La signification du mot « race » a profondément changé au cours des derniers siècles. Ce concept, dont l’origine remonte aussi loin que le siècle des lumières, avait au début pour objectif de marquer les différences de classes au sein de la société européenne. Au cours des XVIIIe et XIXe siècles, lorsque des empires furent créés aux quatre coins du globe, les Européens commencèrent à exploiter l’idée de « race » comme justification commode au droit qu’ils s’étaient arrogé de dominer les peuples « primitifs », bâtissant ainsi les assises des hiérarchies coloniales qu’ils étaient en train d’instaurer. Avec l’essor de la « science » surgie dans la foulée de la Révolution industrielle, les nouvelles disciplines telles que l’ethnologie, l’anthropologie, l’eugénisme, la psychologie et la sociologie servirent d’adjuvants « professionnels » pour favoriser la réalisation de cet objectif.
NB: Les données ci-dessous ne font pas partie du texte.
//! 系统类型定义

use chrono::{DateTime, Utc};
use serde::{Deserialize, Serialize};

/// passwords表实体
#[derive(Debug, Clone, PartialEq, Eq, Serialize, Deserialize)]
pub struct PasswordRecord {
    /// 数据库唯一ID
    pub id: i64,
    /// 密码明文
    pub password: String,
    /// 创建时间（由数据库分配）
    pub created_at: DateTime<Utc>,
}

//! 密码生成模块
//!
//! 根据配置的字母表、数字和符号组合出有效字符集，逐位独立均匀采样生成密码

use crate::error::{AppError, Result};
use rand::rngs::StdRng;
use rand::{Rng, SeedableRng};
use serde::{Deserialize, Serialize};

/// 默认字母表（大小写英文字母）
pub const DEFAULT_LETTERS: &str = "abcdefghijklmnopqrstuvwxyzABCDEFGHIJKLMNOPQRSTUVWXYZ";

/// 数字字符集
pub const DIGITS: &str = "0123456789";

/// 符号字符集
pub const SYMBOLS: &str = "!@#$%^&*()_+{}:\"<>?,./;'[]\\=-`~";

/// 默认密码长度
pub const DEFAULT_LENGTH: usize = 12;

/// 生成器配置
#[derive(Debug, Clone, PartialEq, Eq, Serialize, Deserialize)]
pub struct GeneratorConfig {
    /// 密码长度
    pub length: usize,
    /// 基础字母表
    pub letters: String,
    /// 是否追加数字
    pub include_digits: bool,
    /// 是否追加符号
    pub include_symbols: bool,
}

impl GeneratorConfig {
    pub fn new<T: Into<String>>(
        length: usize,
        letters: T,
        include_digits: bool,
        include_symbols: bool,
    ) -> Self {
        Self {
            length,
            letters: letters.into(),
            include_digits,
            include_symbols,
        }
    }

    /// 有效字符集：字母表 + 可选数字 + 可选符号
    ///
    /// 重复字符原样保留，会相应改变采样分布
    pub fn charset(&self) -> Vec<char> {
        let mut chars: Vec<char> = self.letters.chars().collect();
        if self.include_digits {
            chars.extend(DIGITS.chars());
        }
        if self.include_symbols {
            chars.extend(SYMBOLS.chars());
        }
        chars
    }
}

impl Default for GeneratorConfig {
    fn default() -> Self {
        Self::new(DEFAULT_LENGTH, DEFAULT_LETTERS, false, false)
    }
}

/// 随机密码生成器
///
/// 生成器持有自己的随机数源，只在创建时播种一次
pub struct PasswordGenerator<R = StdRng> {
    config: GeneratorConfig,
    rng: R,
}

impl PasswordGenerator<StdRng> {
    /// 使用操作系统熵源播种
    pub fn new(config: GeneratorConfig) -> Self {
        Self::with_rng(config, StdRng::from_os_rng())
    }

    /// 使用固定种子，结果可复现
    pub fn with_seed(config: GeneratorConfig, seed: u64) -> Self {
        Self::with_rng(config, StdRng::seed_from_u64(seed))
    }
}

impl<R: Rng> PasswordGenerator<R> {
    /// 使用调用方提供的随机数源
    pub fn with_rng(config: GeneratorConfig, rng: R) -> Self {
        Self { config, rng }
    }

    /// 一次性修改全部配置（不做校验）
    pub fn configure<T: Into<String>>(
        &mut self,
        length: usize,
        letters: T,
        include_digits: bool,
        include_symbols: bool,
    ) {
        self.config = GeneratorConfig::new(length, letters, include_digits, include_symbols);
    }

    pub fn set_length(&mut self, length: usize) {
        self.config.length = length;
    }

    pub fn set_letters<T: Into<String>>(&mut self, letters: T) {
        self.config.letters = letters.into();
    }

    pub fn set_digits(&mut self, include_digits: bool) {
        self.config.include_digits = include_digits;
    }

    pub fn set_symbols(&mut self, include_symbols: bool) {
        self.config.include_symbols = include_symbols;
    }

    pub fn config(&self) -> &GeneratorConfig {
        &self.config
    }

    /// 生成一个候选密码
    ///
    /// 每一位独立地从有效字符集中均匀抽取（有放回），字符可以重复。
    /// 有效字符集为空时返回验证错误。
    pub fn generate(&mut self) -> Result<String> {
        let charset = self.config.charset();
        if charset.is_empty() {
            return Err(AppError::validation("有效字符集为空，无法生成密码"));
        }

        let password = (0..self.config.length)
            .map(|_| charset[self.rng.random_range(0..charset.len())])
            .collect();

        Ok(password)
    }
}
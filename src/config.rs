//! 配置管理模块
//!
//! 配置按以下顺序叠加，后者覆盖前者：
//! 1. 内置默认值
//! 2. JSON配置文件（可选）
//! 3. 以 `PASSGEN_` 为前缀的环境变量，嵌套字段用 `__` 分隔，
//!    例如 `PASSGEN_GENERATOR__LENGTH=16`

use crate::error::{AppError, Result};
use crate::gen_password::{GeneratorConfig, DEFAULT_LENGTH, DEFAULT_LETTERS};
use config::{Config, Environment, File, FileFormat};
use serde::{Deserialize, Serialize};
use std::path::Path;

/// 环境变量前缀
pub const ENV_PREFIX: &str = "PASSGEN";

/// 应用程序配置
#[derive(Debug, Clone, PartialEq, Serialize, Deserialize)]
pub struct AppConfig {
    /// 数据库配置
    pub database: DatabaseConfig,
    /// 密码生成配置
    pub generator: GeneratorSettings,
}

/// 数据库配置
#[derive(Debug, Clone, PartialEq, Serialize, Deserialize)]
pub struct DatabaseConfig {
    /// 数据库连接URL
    pub url: String,
}

/// 密码生成配置
#[derive(Debug, Clone, PartialEq, Serialize, Deserialize)]
pub struct GeneratorSettings {
    /// 密码长度
    pub length: usize,
    /// 基础字母表
    pub letters: String,
    /// 是否包含数字
    pub include_digits: bool,
    /// 是否包含符号
    pub include_symbols: bool,
    /// 最大尝试次数，0表示不限
    pub max_attempts: u32,
    /// 随机数种子，未设置时使用系统熵源
    pub seed: Option<u64>,
}

impl GeneratorSettings {
    /// 转换为生成器配置
    pub fn generator_config(&self) -> GeneratorConfig {
        GeneratorConfig::new(
            self.length,
            self.letters.clone(),
            self.include_digits,
            self.include_symbols,
        )
    }
}

/// 环境变量来源：`PASSGEN_` 前缀，嵌套字段以 `__` 分隔
fn env_source() -> Environment {
    Environment::with_prefix(ENV_PREFIX)
        .prefix_separator("_")
        .separator("__")
        .try_parsing(true)
}

impl AppConfig {
    /// 加载配置：默认值 → 配置文件 → 环境变量
    pub fn load<P: AsRef<Path>>(path: P) -> Result<Self> {
        Self::load_with_env(path, env_source())
    }

    fn load_with_env<P: AsRef<Path>>(path: P, environment: Environment) -> Result<Self> {
        let path = path.as_ref();
        let defaults = serde_json::to_string(&AppConfig::default())?;

        let config: AppConfig = Config::builder()
            .add_source(File::from_str(&defaults, FileFormat::Json))
            .add_source(File::from(path).format(FileFormat::Json).required(false))
            .add_source(environment)
            .build()?
            .try_deserialize()?;

        config.validate()?;
        Ok(config)
    }

    /// 保存配置到文件
    pub fn save_to_file<P: AsRef<Path>>(&self, path: P) -> Result<()> {
        let content = serde_json::to_string_pretty(self)?;
        std::fs::write(path, content)?;
        Ok(())
    }

    /// 验证配置有效性
    pub fn validate(&self) -> Result<()> {
        if self.database.url.is_empty() {
            return Err(AppError::validation("数据库URL不能为空"));
        }

        if self.generator.length == 0 {
            return Err(AppError::validation("密码长度必须大于0"));
        }

        if self.generator.generator_config().charset().is_empty() {
            return Err(AppError::validation("有效字符集不能为空"));
        }

        Ok(())
    }
}

impl Default for AppConfig {
    fn default() -> Self {
        Self {
            database: DatabaseConfig {
                url: "sqlite:./data/passwords.db".to_string(),
            },
            generator: GeneratorSettings {
                length: DEFAULT_LENGTH,
                letters: DEFAULT_LETTERS.to_string(),
                include_digits: false,
                include_symbols: false,
                max_attempts: 10_000,
                seed: None,
            },
        }
    }
}

#[cfg(test)]
mod tests {
    use super::*;
    use std::collections::HashMap;
    use tempfile::{NamedTempFile, TempDir};

    fn env_with(vars: &[(&str, &str)]) -> Environment {
        let vars: HashMap<String, String> = vars
            .iter()
            .map(|(k, v)| (k.to_string(), v.to_string()))
            .collect();
        env_source().source(Some(vars))
    }

    #[test]
    fn test_config_validation() {
        let mut config = AppConfig::default();
        assert!(config.validate().is_ok());

        config.generator.length = 0;
        assert!(config.validate().is_err());

        config.generator.length = 8;
        config.generator.letters.clear();
        assert!(config.validate().is_err());

        // 字母表为空但包含数字时仍然有效
        config.generator.include_digits = true;
        assert!(config.validate().is_ok());

        config.database.url.clear();
        assert!(config.validate().is_err());
    }

    #[test]
    fn test_missing_file_uses_defaults() -> Result<()> {
        let dir = TempDir::new()?;
        let config = AppConfig::load(dir.path().join("missing.json"))?;

        assert_eq!(config, AppConfig::default());
        Ok(())
    }

    #[test]
    fn test_config_file_operations() -> Result<()> {
        let mut config = AppConfig::default();
        config.database.url = "sqlite:/tmp/other.db".to_string();
        config.generator.length = 20;
        config.generator.include_symbols = true;
        config.generator.seed = Some(99);

        let temp_file = NamedTempFile::new()?;
        config.save_to_file(temp_file.path())?;

        let loaded = AppConfig::load(temp_file.path())?;
        assert_eq!(config, loaded);

        Ok(())
    }

    #[test]
    fn test_partial_file_keeps_defaults() -> Result<()> {
        let temp_file = NamedTempFile::new()?;
        std::fs::write(temp_file.path(), r#"{ "generator": { "length": 6 } }"#)?;

        let loaded = AppConfig::load(temp_file.path())?;
        assert_eq!(loaded.generator.length, 6);
        assert_eq!(loaded.generator.letters, DEFAULT_LETTERS);
        assert_eq!(loaded.database, AppConfig::default().database);

        Ok(())
    }

    #[test]
    fn test_invalid_file_is_rejected() -> Result<()> {
        let temp_file = NamedTempFile::new()?;
        std::fs::write(
            temp_file.path(),
            r#"{ "generator": { "letters": "", "include_digits": false, "include_symbols": false } }"#,
        )?;

        assert!(matches!(
            AppConfig::load(temp_file.path()),
            Err(AppError::Validation(_))
        ));
        Ok(())
    }

    #[test]
    fn test_env_overrides_file() -> Result<()> {
        let temp_file = NamedTempFile::new()?;
        std::fs::write(
            temp_file.path(),
            r#"{ "generator": { "length": 6, "include_digits": false } }"#,
        )?;

        let env = env_with(&[
            ("PASSGEN_GENERATOR__LENGTH", "16"),
            ("PASSGEN_GENERATOR__INCLUDE_DIGITS", "true"),
            ("PASSGEN_DATABASE__URL", "sqlite:/tmp/env.db"),
        ]);
        let loaded = AppConfig::load_with_env(temp_file.path(), env)?;

        assert_eq!(loaded.generator.length, 16);
        assert!(loaded.generator.include_digits);
        assert_eq!(loaded.database.url, "sqlite:/tmp/env.db");
        // 未覆盖的字段保持默认值
        assert_eq!(loaded.generator.letters, DEFAULT_LETTERS);
        Ok(())
    }

    #[test]
    fn test_env_requires_single_underscore_prefix() -> Result<()> {
        let dir = TempDir::new()?;
        let env = env_with(&[
            ("PASSGEN__GENERATOR__LENGTH", "30"),
            ("OTHER_GENERATOR__LENGTH", "40"),
        ]);
        let loaded = AppConfig::load_with_env(dir.path().join("missing.json"), env)?;

        assert_eq!(loaded.generator.length, DEFAULT_LENGTH);
        Ok(())
    }

    #[test]
    fn test_env_invalid_value_is_rejected() -> Result<()> {
        let dir = TempDir::new()?;
        let env = env_with(&[("PASSGEN_GENERATOR__LENGTH", "0")]);

        assert!(matches!(
            AppConfig::load_with_env(dir.path().join("missing.json"), env),
            Err(AppError::Validation(_))
        ));
        Ok(())
    }
}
Bon nombre de scientifiques, de diverses disciplines, tous blancs, entreprirent la tâche complexe consistant à définir des catégories « raciales » et à extrapoler, à partir des données sur les « races », les multiples distinctions entre les êtres humains. La pigmentation de la peau n’était qu’un facteur parmi d’autres dans la longue liste des variables humaines énumérées ; on retrouvait également la stature, la forme de la tête, la capacité crânienne, la couleur et la texture des cheveux, la forme des yeux, l’indice nasal et diverses autres caractéristiques faciales. Et pourtant, aucun de ces aspects du physique humain n’est en soi intrinsèquement si manifeste qu’il justifie qu’on en fasse une catégorie à part. On peut même s’étonner qu’ils ne soient pas allés jusqu’à diviser les êtres humains en races caractérisées par des grandes oreilles et celles qui en ont des petites. Cependant, malgré la multitude des caractéristiques physiques servant à fixer les classifications raciales, certains cas demeuraient inclassables. Certains individus qui avaient « l’air » d’être de race blanche disaient appartenir à des groupes victimes d’oppression raciale ou étaient classés comme tels par d’autres personnes. Afin de remédier à ces incohérences, on avait ajouté à la liste des éléments d’identification « raciale », les caractéristiques telles que la langue, la religion, la résidence géographique, la manière de se vêtir, les habitudes alimentaires, l’intelligence, la réputation et le nom5.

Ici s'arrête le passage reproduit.